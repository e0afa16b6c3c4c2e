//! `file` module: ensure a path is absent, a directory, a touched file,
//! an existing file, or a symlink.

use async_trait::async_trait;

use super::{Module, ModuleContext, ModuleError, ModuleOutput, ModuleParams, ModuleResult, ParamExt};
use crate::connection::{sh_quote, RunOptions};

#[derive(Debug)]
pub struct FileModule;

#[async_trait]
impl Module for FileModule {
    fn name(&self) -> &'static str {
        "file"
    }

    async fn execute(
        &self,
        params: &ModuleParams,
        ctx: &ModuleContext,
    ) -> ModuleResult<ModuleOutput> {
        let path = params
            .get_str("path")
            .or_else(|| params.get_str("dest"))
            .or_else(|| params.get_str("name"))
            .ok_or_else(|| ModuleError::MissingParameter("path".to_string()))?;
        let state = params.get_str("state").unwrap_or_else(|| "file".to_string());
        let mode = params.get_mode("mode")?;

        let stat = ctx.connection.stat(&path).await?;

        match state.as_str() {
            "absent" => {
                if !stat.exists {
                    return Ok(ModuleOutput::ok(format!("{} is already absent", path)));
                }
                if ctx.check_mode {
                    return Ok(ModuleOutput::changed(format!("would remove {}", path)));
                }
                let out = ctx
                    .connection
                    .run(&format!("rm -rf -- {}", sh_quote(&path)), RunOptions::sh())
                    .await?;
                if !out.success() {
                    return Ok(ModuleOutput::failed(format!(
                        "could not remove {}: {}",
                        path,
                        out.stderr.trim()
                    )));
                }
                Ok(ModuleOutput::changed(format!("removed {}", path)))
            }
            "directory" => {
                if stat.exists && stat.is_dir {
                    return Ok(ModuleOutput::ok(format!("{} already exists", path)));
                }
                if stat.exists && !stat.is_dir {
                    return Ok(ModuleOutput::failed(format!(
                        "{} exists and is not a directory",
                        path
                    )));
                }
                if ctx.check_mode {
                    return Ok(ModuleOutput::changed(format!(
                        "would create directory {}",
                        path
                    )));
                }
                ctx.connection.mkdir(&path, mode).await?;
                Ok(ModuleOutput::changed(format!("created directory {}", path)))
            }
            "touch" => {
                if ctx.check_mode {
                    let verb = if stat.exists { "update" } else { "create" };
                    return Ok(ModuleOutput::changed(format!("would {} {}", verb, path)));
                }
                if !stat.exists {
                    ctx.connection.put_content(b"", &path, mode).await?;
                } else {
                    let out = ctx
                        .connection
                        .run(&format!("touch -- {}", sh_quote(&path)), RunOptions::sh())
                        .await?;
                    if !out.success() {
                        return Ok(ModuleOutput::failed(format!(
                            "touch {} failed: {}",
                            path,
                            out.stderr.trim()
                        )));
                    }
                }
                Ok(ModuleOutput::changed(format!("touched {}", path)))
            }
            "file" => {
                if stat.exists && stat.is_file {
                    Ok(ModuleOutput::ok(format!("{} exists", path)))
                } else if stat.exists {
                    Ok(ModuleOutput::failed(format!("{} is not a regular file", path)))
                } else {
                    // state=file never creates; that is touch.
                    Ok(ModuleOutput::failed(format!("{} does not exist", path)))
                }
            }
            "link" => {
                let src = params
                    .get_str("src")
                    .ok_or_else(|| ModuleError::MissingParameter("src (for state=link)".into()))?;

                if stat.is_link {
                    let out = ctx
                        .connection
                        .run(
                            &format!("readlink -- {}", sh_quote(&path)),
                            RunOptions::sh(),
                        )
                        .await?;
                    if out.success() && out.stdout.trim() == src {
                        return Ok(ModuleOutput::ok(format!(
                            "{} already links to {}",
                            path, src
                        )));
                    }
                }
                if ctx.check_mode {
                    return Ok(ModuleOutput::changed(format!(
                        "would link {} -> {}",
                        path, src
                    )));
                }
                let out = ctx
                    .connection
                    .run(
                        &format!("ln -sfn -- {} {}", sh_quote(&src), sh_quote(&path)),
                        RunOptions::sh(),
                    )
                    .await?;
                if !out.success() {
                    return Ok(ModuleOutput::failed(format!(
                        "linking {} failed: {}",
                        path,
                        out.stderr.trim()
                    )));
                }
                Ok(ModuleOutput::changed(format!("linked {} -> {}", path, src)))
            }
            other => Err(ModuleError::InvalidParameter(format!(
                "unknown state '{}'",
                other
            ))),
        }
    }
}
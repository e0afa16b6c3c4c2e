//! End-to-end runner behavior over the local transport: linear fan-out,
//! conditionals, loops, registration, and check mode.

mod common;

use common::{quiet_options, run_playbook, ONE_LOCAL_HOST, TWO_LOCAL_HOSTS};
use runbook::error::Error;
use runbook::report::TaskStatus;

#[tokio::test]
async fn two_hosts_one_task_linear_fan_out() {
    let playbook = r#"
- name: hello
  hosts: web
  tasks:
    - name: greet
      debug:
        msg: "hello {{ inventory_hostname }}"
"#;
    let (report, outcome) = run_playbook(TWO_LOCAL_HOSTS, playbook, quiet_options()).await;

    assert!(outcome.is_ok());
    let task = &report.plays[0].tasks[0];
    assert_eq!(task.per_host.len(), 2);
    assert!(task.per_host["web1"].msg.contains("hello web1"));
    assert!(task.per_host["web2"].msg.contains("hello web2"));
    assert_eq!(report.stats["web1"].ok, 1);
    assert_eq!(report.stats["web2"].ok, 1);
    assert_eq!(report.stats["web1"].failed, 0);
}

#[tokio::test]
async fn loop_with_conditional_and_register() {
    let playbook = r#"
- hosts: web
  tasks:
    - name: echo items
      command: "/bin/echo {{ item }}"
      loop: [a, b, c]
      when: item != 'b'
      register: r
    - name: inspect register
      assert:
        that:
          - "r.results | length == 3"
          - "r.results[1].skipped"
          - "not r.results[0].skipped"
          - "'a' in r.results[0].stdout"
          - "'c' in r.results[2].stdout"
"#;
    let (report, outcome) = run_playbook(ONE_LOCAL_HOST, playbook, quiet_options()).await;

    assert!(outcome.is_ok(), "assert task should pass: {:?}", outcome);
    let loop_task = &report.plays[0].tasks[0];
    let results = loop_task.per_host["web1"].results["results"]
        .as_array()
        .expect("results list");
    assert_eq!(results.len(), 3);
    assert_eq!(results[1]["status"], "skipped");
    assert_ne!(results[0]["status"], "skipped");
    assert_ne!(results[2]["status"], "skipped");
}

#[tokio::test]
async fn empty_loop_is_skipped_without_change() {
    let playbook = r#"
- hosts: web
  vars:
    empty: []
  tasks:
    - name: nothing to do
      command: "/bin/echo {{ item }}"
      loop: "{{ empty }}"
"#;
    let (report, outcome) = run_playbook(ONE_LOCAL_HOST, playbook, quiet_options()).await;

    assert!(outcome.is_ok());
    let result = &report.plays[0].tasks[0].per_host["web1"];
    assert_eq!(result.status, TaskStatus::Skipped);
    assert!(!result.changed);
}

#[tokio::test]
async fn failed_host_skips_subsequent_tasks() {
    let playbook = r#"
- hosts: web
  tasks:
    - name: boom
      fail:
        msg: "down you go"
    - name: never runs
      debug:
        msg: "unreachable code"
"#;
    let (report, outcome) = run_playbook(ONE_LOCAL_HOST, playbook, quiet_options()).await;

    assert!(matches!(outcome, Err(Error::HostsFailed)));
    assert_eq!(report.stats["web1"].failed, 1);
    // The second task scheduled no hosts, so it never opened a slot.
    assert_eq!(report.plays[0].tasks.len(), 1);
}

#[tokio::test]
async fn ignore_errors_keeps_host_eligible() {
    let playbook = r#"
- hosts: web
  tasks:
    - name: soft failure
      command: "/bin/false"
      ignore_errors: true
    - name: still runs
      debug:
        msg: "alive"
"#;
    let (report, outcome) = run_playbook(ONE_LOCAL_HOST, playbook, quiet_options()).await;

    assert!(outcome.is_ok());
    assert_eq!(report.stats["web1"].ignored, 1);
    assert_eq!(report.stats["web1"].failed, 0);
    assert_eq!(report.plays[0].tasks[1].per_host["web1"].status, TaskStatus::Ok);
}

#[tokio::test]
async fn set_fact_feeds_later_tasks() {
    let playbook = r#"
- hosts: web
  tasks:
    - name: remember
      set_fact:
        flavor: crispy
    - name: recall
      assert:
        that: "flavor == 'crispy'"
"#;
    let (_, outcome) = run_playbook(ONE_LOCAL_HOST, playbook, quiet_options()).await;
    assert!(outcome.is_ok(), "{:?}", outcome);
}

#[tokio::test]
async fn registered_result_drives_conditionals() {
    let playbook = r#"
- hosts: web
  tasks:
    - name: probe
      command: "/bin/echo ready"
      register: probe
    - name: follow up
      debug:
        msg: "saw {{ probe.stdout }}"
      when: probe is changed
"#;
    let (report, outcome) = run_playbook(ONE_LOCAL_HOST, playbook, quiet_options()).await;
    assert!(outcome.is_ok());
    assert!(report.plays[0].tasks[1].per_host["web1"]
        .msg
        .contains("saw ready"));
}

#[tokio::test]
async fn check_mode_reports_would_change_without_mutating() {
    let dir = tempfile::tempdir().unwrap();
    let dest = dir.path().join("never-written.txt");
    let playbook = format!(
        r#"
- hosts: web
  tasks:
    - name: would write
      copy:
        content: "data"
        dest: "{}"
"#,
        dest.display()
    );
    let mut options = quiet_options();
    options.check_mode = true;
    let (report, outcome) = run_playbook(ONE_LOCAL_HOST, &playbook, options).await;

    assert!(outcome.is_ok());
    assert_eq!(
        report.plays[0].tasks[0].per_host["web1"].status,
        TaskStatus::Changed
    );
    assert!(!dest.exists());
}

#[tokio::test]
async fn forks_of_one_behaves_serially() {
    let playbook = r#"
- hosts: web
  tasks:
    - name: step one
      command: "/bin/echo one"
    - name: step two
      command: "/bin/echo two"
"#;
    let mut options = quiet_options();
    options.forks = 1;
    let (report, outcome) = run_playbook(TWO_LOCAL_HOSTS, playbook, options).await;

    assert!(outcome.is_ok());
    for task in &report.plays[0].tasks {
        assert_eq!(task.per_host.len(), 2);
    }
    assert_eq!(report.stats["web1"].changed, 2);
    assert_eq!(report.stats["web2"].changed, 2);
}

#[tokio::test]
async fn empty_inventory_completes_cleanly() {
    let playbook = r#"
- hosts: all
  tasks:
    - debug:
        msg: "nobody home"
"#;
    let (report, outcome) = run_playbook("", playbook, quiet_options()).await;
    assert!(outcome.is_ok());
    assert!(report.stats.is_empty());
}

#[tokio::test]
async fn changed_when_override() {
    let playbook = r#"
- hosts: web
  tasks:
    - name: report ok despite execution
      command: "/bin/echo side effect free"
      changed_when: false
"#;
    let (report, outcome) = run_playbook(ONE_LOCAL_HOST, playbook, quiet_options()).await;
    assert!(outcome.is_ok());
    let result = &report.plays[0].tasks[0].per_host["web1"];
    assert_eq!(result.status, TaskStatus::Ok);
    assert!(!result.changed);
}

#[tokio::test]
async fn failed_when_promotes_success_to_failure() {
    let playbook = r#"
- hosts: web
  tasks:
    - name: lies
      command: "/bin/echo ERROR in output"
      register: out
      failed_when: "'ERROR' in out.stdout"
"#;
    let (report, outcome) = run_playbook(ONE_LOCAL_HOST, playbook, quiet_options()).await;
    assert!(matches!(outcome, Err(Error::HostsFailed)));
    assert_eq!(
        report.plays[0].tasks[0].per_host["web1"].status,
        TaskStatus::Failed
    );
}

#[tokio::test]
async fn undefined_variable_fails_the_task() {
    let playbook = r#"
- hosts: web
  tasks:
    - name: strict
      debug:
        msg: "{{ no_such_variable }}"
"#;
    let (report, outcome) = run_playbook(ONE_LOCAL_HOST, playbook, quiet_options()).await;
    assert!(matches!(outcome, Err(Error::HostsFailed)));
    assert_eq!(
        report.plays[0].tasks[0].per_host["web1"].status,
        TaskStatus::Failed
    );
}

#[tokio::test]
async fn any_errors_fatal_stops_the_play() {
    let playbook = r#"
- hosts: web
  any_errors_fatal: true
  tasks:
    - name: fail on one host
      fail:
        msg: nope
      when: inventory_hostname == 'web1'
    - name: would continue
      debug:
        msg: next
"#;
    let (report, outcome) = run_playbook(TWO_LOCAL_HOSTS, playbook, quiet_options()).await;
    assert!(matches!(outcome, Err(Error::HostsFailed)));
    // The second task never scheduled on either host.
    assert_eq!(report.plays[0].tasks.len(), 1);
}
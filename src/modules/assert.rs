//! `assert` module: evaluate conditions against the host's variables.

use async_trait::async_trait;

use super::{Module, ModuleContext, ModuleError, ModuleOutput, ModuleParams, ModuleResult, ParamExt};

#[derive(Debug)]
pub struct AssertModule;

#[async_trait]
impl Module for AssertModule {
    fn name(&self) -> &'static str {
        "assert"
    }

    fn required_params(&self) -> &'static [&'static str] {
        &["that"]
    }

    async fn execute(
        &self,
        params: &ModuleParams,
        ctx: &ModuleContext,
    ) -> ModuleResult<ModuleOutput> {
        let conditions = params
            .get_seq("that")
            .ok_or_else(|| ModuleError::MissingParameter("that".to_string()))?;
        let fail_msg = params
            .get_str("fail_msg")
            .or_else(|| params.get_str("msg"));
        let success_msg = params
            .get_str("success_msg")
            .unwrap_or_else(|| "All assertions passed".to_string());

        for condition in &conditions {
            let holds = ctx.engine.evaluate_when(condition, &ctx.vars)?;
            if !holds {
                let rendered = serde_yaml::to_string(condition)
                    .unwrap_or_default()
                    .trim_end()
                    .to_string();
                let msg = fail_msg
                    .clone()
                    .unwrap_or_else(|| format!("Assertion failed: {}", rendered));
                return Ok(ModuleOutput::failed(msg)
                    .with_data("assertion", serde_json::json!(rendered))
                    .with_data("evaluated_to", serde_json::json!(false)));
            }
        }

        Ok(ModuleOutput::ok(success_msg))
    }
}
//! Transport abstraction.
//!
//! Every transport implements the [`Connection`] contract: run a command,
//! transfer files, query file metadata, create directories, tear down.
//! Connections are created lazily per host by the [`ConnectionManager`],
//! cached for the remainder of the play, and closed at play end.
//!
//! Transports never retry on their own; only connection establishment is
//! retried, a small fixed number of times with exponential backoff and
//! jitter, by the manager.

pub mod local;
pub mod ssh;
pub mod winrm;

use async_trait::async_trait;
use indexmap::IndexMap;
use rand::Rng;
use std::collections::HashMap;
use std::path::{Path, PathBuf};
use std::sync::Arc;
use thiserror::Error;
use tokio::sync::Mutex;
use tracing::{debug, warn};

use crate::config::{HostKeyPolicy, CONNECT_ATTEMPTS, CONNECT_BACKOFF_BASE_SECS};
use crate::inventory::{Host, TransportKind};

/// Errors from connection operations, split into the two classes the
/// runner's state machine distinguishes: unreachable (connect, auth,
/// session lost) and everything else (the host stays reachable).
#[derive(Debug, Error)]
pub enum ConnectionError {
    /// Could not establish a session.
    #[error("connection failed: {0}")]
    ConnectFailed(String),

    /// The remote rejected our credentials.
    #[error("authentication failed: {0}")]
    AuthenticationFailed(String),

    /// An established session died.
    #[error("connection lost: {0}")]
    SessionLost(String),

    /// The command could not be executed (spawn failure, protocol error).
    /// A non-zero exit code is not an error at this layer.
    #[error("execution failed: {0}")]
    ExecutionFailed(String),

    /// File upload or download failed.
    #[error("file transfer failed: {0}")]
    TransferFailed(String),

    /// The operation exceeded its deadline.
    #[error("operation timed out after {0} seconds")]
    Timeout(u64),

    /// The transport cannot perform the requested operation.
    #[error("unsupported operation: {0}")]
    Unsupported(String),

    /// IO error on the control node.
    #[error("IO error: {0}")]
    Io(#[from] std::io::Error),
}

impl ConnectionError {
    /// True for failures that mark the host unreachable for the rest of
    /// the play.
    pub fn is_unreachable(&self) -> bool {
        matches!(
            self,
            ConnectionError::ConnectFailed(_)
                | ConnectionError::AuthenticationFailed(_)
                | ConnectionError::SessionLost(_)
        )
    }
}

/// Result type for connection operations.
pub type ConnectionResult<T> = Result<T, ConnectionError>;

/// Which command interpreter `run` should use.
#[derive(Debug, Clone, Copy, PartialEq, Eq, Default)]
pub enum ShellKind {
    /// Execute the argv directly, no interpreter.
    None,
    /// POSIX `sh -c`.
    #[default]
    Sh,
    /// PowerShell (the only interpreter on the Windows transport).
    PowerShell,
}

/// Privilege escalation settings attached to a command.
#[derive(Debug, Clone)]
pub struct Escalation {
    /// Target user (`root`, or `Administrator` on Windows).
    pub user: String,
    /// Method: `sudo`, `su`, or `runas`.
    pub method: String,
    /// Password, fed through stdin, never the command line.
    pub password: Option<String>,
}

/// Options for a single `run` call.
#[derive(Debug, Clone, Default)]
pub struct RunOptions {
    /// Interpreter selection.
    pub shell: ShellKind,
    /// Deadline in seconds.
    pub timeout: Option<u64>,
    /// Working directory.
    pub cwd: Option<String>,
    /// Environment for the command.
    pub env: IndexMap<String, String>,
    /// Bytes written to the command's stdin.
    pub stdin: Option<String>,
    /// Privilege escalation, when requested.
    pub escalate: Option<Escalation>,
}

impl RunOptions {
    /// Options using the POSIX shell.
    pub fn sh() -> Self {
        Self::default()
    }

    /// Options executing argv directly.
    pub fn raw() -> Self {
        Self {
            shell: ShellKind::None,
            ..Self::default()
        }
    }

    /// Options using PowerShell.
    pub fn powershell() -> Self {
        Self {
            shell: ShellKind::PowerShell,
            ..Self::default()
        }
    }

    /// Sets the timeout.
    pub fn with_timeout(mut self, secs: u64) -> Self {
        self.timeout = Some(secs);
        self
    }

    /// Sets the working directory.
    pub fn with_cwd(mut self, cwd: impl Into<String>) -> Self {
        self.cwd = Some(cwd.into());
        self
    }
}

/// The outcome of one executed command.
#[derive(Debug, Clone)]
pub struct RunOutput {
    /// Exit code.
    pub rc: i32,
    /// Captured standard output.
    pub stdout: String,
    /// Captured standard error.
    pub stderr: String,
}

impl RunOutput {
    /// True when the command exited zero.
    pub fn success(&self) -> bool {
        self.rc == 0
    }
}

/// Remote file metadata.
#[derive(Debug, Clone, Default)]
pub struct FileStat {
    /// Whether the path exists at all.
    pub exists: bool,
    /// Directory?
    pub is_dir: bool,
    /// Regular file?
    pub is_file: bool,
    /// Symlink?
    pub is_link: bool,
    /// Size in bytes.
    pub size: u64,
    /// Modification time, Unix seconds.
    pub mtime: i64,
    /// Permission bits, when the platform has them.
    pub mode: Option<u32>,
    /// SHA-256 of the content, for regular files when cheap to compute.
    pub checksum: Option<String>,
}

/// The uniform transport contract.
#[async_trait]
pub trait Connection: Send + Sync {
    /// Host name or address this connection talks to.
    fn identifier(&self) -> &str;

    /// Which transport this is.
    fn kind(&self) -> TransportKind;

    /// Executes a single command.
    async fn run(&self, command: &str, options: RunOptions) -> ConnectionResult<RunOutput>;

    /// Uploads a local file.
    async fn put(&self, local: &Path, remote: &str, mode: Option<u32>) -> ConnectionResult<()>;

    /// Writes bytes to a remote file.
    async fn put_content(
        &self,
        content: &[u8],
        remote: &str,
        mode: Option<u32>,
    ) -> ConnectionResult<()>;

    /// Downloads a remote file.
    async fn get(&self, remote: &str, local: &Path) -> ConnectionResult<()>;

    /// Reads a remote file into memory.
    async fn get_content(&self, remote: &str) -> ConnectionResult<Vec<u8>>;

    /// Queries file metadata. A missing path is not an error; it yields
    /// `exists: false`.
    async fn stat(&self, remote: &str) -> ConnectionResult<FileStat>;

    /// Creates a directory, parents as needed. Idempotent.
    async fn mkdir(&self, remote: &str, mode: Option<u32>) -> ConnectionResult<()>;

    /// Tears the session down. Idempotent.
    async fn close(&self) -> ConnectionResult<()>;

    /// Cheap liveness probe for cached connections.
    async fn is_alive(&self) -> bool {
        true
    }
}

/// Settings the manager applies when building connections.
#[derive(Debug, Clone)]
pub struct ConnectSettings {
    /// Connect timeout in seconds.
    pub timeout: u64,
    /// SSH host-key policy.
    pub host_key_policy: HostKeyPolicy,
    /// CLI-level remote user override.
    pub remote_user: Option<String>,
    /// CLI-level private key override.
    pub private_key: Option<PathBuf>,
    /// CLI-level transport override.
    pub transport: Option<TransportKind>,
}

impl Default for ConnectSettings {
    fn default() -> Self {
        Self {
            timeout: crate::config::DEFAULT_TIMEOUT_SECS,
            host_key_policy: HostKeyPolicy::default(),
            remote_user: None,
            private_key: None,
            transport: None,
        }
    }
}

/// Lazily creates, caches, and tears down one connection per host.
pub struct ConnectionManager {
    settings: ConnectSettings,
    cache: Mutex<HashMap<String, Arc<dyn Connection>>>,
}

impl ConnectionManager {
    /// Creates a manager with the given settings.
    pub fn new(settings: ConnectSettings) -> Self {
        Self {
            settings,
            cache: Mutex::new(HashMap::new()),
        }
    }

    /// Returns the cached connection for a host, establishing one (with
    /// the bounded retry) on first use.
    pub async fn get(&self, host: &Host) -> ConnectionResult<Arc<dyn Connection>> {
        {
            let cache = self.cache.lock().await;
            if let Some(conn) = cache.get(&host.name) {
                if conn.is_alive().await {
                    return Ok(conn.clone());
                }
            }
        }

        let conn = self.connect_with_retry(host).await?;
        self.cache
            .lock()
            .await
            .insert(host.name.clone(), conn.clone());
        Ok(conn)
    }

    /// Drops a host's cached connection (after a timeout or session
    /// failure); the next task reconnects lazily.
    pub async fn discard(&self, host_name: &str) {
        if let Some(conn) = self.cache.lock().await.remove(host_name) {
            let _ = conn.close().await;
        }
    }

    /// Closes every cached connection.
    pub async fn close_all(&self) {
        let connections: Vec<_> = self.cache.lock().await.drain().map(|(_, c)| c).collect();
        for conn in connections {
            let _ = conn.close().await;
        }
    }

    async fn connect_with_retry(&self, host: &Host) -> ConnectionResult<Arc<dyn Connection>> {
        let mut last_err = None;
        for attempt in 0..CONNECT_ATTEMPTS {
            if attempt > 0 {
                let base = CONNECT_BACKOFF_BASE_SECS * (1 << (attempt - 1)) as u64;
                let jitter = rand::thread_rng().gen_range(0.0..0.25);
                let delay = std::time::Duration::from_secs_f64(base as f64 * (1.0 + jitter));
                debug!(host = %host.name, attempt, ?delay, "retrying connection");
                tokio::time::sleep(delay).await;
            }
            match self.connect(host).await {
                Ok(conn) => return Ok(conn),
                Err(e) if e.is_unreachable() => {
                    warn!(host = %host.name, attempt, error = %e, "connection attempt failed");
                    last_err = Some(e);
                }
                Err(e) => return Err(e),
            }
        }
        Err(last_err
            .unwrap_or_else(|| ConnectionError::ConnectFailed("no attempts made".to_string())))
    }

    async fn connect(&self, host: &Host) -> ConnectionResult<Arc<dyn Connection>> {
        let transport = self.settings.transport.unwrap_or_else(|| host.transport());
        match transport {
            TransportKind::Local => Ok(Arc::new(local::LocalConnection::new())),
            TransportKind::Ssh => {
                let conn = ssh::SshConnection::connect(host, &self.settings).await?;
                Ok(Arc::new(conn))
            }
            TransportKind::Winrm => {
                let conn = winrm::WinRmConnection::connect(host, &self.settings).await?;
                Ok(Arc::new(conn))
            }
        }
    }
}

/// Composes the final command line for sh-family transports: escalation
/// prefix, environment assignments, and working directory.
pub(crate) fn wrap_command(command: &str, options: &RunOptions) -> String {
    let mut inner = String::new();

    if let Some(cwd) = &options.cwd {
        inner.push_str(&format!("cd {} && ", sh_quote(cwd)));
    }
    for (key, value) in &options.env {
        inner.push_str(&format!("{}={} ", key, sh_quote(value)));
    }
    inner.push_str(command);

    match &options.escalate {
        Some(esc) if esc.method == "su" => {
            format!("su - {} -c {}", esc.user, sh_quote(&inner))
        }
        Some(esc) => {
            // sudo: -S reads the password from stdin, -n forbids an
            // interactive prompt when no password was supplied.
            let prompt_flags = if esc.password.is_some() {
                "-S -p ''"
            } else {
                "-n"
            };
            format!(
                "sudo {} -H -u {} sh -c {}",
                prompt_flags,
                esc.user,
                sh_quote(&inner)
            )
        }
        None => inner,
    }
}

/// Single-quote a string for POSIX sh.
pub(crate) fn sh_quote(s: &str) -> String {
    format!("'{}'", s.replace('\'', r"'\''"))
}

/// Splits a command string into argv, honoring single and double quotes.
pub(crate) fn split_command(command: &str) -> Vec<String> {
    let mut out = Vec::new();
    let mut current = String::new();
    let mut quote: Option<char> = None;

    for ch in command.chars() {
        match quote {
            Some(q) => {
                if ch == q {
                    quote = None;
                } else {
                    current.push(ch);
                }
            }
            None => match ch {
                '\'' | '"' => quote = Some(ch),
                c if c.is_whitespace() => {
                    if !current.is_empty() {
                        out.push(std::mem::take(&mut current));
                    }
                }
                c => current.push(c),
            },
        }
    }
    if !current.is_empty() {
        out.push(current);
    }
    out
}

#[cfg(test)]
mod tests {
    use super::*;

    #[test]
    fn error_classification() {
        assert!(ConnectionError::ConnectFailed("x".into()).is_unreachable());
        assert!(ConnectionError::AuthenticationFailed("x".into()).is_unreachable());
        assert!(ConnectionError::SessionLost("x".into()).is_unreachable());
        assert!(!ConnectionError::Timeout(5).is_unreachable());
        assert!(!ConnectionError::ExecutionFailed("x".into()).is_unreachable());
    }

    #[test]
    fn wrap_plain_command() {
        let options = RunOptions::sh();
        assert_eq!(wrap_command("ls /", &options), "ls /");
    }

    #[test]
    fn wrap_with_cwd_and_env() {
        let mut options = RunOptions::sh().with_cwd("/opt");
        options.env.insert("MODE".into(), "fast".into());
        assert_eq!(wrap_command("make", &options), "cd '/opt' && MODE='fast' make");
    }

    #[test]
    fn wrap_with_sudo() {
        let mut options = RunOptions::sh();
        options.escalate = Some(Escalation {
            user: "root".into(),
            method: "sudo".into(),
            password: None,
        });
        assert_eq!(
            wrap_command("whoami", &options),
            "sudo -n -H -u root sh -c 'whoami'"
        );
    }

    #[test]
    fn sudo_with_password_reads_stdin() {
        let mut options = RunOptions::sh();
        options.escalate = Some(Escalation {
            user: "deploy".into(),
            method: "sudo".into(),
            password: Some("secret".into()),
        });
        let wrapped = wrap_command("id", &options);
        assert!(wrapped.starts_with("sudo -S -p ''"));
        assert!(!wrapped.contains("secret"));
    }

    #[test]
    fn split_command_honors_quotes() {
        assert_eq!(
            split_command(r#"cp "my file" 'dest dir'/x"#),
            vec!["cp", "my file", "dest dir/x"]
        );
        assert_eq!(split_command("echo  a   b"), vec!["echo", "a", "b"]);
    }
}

---

**How to complete this task**
The lines above that hold "SessionLost" are the result; show every one of them.

**Your response**
    SessionLost(String),
                | ConnectionError::SessionLost(_)
        assert!(ConnectionError::SessionLost("x".into()).is_unreachable());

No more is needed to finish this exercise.